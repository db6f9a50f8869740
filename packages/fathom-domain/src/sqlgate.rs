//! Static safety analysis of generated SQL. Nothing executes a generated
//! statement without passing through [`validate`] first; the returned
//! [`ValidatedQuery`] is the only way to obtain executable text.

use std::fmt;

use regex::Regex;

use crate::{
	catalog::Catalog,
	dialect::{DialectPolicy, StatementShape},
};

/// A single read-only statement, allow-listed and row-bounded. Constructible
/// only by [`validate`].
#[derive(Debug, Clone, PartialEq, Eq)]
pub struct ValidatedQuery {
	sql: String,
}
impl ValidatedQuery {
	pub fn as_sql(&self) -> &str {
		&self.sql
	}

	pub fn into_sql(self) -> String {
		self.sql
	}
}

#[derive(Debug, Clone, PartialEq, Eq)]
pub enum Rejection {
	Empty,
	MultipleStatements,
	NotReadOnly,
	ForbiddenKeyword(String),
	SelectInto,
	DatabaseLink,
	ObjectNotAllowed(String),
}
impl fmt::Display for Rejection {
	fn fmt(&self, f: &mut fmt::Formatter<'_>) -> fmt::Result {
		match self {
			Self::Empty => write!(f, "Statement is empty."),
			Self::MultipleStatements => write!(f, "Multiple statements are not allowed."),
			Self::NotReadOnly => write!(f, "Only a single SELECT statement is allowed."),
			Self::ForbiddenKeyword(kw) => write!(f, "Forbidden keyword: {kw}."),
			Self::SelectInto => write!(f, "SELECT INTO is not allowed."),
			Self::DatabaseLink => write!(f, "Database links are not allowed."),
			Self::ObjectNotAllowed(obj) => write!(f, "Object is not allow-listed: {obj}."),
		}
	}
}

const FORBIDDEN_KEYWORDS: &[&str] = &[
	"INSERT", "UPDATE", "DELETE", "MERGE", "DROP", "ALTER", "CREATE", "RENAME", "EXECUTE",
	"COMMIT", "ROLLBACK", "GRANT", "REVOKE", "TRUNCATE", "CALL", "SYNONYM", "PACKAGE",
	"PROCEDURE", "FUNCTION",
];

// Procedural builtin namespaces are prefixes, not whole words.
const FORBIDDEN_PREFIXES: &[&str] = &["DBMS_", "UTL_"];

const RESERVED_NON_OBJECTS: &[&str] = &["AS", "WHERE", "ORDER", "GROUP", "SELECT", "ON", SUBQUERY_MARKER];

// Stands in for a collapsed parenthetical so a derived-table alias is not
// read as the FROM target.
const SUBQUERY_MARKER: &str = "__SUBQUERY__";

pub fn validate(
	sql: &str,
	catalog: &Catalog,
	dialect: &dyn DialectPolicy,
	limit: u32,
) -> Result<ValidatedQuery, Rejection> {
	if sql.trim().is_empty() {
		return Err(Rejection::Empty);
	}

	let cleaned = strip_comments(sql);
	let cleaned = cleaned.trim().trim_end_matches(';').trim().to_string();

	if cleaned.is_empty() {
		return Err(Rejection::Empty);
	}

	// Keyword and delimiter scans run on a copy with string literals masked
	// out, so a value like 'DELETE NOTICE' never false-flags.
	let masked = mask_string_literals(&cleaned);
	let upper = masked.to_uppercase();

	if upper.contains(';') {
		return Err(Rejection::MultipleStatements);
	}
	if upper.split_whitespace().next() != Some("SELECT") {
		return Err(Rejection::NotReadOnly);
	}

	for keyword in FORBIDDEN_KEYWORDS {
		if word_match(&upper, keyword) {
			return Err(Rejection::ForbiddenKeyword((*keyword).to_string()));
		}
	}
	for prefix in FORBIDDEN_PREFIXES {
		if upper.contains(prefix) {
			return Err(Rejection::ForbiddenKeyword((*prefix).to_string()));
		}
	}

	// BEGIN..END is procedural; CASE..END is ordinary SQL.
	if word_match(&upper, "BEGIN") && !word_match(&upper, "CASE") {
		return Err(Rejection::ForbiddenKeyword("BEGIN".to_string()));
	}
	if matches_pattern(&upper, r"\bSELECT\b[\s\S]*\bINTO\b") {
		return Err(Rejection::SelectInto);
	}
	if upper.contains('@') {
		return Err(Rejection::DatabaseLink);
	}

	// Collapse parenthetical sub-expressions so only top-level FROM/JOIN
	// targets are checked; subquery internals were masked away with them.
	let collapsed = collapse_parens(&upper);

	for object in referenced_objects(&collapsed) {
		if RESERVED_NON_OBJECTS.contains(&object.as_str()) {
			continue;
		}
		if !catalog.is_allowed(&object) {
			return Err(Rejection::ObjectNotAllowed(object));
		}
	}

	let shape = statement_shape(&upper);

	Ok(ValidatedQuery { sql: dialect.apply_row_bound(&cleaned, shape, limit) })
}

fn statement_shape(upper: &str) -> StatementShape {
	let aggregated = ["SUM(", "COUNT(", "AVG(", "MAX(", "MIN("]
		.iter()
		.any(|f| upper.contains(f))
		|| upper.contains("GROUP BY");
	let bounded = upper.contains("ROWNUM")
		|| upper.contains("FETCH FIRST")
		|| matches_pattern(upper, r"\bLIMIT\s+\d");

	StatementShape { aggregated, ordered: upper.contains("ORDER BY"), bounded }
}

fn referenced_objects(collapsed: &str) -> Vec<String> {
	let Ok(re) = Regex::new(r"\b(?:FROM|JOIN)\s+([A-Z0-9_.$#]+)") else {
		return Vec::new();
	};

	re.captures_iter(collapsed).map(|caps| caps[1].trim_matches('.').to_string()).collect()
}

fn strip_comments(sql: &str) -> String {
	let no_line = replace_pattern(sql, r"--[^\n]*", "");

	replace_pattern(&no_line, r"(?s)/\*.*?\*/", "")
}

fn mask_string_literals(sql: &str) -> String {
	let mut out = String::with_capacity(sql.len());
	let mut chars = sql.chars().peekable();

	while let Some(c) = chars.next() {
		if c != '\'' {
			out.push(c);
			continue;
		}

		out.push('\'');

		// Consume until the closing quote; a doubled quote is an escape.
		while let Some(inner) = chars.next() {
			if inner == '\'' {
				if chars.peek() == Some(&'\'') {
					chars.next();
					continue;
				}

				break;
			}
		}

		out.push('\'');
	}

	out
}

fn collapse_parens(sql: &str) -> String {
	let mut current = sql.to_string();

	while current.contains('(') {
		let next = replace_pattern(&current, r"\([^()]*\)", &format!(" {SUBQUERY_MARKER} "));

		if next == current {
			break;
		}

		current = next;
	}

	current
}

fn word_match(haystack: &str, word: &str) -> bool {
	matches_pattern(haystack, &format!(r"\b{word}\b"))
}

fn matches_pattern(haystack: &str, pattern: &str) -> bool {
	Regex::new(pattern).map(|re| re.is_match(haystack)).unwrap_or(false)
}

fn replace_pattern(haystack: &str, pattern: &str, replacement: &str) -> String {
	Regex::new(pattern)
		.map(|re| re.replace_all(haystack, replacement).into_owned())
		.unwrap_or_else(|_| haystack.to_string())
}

= Your instructions =
Exactly as shown, give every record again.

= Output =
repository db6f9a50f8869740
filename packages/fathom-domain/src/sqlgate.rs
//! Static safety analysis of generated SQL. Nothing executes a generated
//! statement without passing through [`validate`] first; the returned
//! [`ValidatedQuery`] is the only way to obtain executable text.

use std::fmt;

use regex::Regex;

use crate::{
	catalog::Catalog,
	dialect::{DialectPolicy, StatementShape},
};

/// A single read-only statement, allow-listed and row-bounded. Constructible
/// only by [`validate`].
#[derive(Debug, Clone, PartialEq, Eq)]
pub struct ValidatedQuery {
	sql: String,
}
impl ValidatedQuery {
	pub fn as_sql(&self) -> &str {
		&self.sql
	}

	pub fn into_sql(self) -> String {
		self.sql
	}
}

#[derive(Debug, Clone, PartialEq, Eq)]
pub enum Rejection {
	Empty,
	MultipleStatements,
	NotReadOnly,
	ForbiddenKeyword(String),
	SelectInto,
	DatabaseLink,
	ObjectNotAllowed(String),
}
impl fmt::Display for Rejection {
	fn fmt(&self, f: &mut fmt::Formatter<'_>) -> fmt::Result {
		match self {
			Self::Empty => write!(f, "Statement is empty."),
			Self::MultipleStatements => write!(f, "Multiple statements are not allowed."),
			Self::NotReadOnly => write!(f, "Only a single SELECT statement is allowed."),
			Self::ForbiddenKeyword(kw) => write!(f, "Forbidden keyword: {kw}."),
			Self::SelectInto => write!(f, "SELECT INTO is not allowed."),
			Self::DatabaseLink => write!(f, "Database links are not allowed."),
			Self::ObjectNotAllowed(obj) => write!(f, "Object is not allow-listed: {obj}."),
		}
	}
}

const FORBIDDEN_KEYWORDS: &[&str] = &[
	"INSERT", "UPDATE", "DELETE", "MERGE", "DROP", "ALTER", "CREATE", "RENAME", "EXECUTE",
	"COMMIT", "ROLLBACK", "GRANT", "REVOKE", "TRUNCATE", "CALL", "SYNONYM", "PACKAGE",
	"PROCEDURE", "FUNCTION",
];

// Procedural builtin namespaces are prefixes, not whole words.
const FORBIDDEN_PREFIXES: &[&str] = &["DBMS_", "UTL_"];

const RESERVED_NON_OBJECTS: &[&str] = &["AS", "WHERE", "ORDER", "GROUP", "SELECT", "ON", SUBQUERY_MARKER];

// Stands in for a collapsed parenthetical so a derived-table alias is not
// read as the FROM target.
const SUBQUERY_MARKER: &str = "__SUBQUERY__";

pub fn validate(
	sql: &str,
	catalog: &Catalog,
	dialect: &dyn DialectPolicy,
	limit: u32,
) -> Result<ValidatedQuery, Rejection> {
	if sql.trim().is_empty() {
		return Err(Rejection::Empty);
	}

	let cleaned = strip_comments(sql);
	let cleaned = cleaned.trim().trim_end_matches(';').trim().to_string();

	if cleaned.is_empty() {
		return Err(Rejection::Empty);
	}

	// Keyword and delimiter scans run on a copy with string literals masked
	// out, so a value like 'DELETE NOTICE' never false-flags.
	let masked = mask_string_literals(&cleaned);
	let upper = masked.to_uppercase();

	if upper.contains(';') {
		return Err(Rejection::MultipleStatements);
	}
	if upper.split_whitespace().next() != Some("SELECT") {
		return Err(Rejection::NotReadOnly);
	}

	for keyword in FORBIDDEN_KEYWORDS {
		if word_match(&upper, keyword) {
			return Err(Rejection::ForbiddenKeyword((*keyword).to_string()));
		}
	}
	for prefix in FORBIDDEN_PREFIXES {
		if upper.contains(prefix) {
			return Err(Rejection::ForbiddenKeyword((*prefix).to_string()));
		}
	}

	// BEGIN..END is procedural; CASE..END is ordinary SQL.
	if word_match(&upper, "BEGIN") && !word_match(&upper, "CASE") {
		return Err(Rejection::ForbiddenKeyword("BEGIN".to_string()));
	}
	if matches_pattern(&upper, r"\bSELECT\b[\s\S]*\bINTO\b") {
		return Err(Rejection::SelectInto);
	}
	if upper.contains('@') {
		return Err(Rejection::DatabaseLink);
	}

	// Collapse parenthetical sub-expressions so only top-level FROM/JOIN
	// targets are checked; subquery internals were masked away with them.
	let collapsed = collapse_parens(&upper);

	for object in referenced_objects(&collapsed) {
		if RESERVED_NON_OBJECTS.contains(&object.as_str()) {
			continue;
		}
		if !catalog.is_allowed(&object) {
			return Err(Rejection::ObjectNotAllowed(object));
		}
	}

	let shape = statement_shape(&upper);

	Ok(ValidatedQuery { sql: dialect.apply_row_bound(&cleaned, shape, limit) })
}

fn statement_shape(upper: &str) -> StatementShape {
	let aggregated = ["SUM(", "COUNT(", "AVG(", "MAX(", "MIN("]
		.iter()
		.any(|f| upper.contains(f))
		|| upper.contains("GROUP BY");
	let bounded = upper.contains("ROWNUM")
		|| upper.contains("FETCH FIRST")
		|| matches_pattern(upper, r"\bLIMIT\s+\d");

	StatementShape { aggregated, ordered: upper.contains("ORDER BY"), bounded }
}

fn referenced_objects(collapsed: &str) -> Vec<String> {
	let Ok(re) = Regex::new(r"\b(?:FROM|JOIN)\s+([A-Z0-9_.$#]+)") else {
		return Vec::new();
	};

	re.captures_iter(collapsed).map(|caps| caps[1].trim_matches('.').to_string()).collect()
}

fn strip_comments(sql: &str) -> String {
	let no_line = replace_pattern(sql, r"--[^\n]*", "");

	replace_pattern(&no_line, r"(?s)/\*.*?\*/", "")
}

fn mask_string_literals(sql: &str) -> String {
	let mut out = String::with_capacity(sql.len());
	let mut chars = sql.chars().peekable();

	while let Some(c) = chars.next() {
		if c != '\'' {
			out.push(c);
			continue;
		}

		out.push('\'');

		// Consume until the closing quote; a doubled quote is an escape.
		while let Some(inner) = chars.next() {
			if inner == '\'' {
				if chars.peek() == Some(&'\'') {
					chars.next();
					continue;
				}

				break;
			}
		}

		out.push('\'');
	}

	out
}

fn collapse_parens(sql: &str) -> String {
	let mut current = sql.to_string();

	while current.contains('(') {
		let next = replace_pattern(&current, r"\([^()]*\)", &format!(" {SUBQUERY_MARKER} "));

		if next == current {
			break;
		}

		current = next;
	}

	current
}

fn word_match(haystack: &str, word: &str) -> bool {
	matches_pattern(haystack, &format!(r"\b{word}\b"))
}

fn matches_pattern(haystack: &str, pattern: &str) -> bool {
	Regex::new(pattern).map(|re| re.is_match(haystack)).unwrap_or(false)
}

fn replace_pattern(haystack: &str, pattern: &str, replacement: &str) -> String {
	Regex::new(pattern)
		.map(|re| re.replace_all(haystack, replacement).into_owned())
		.unwrap_or_else(|_| haystack.to_string())
}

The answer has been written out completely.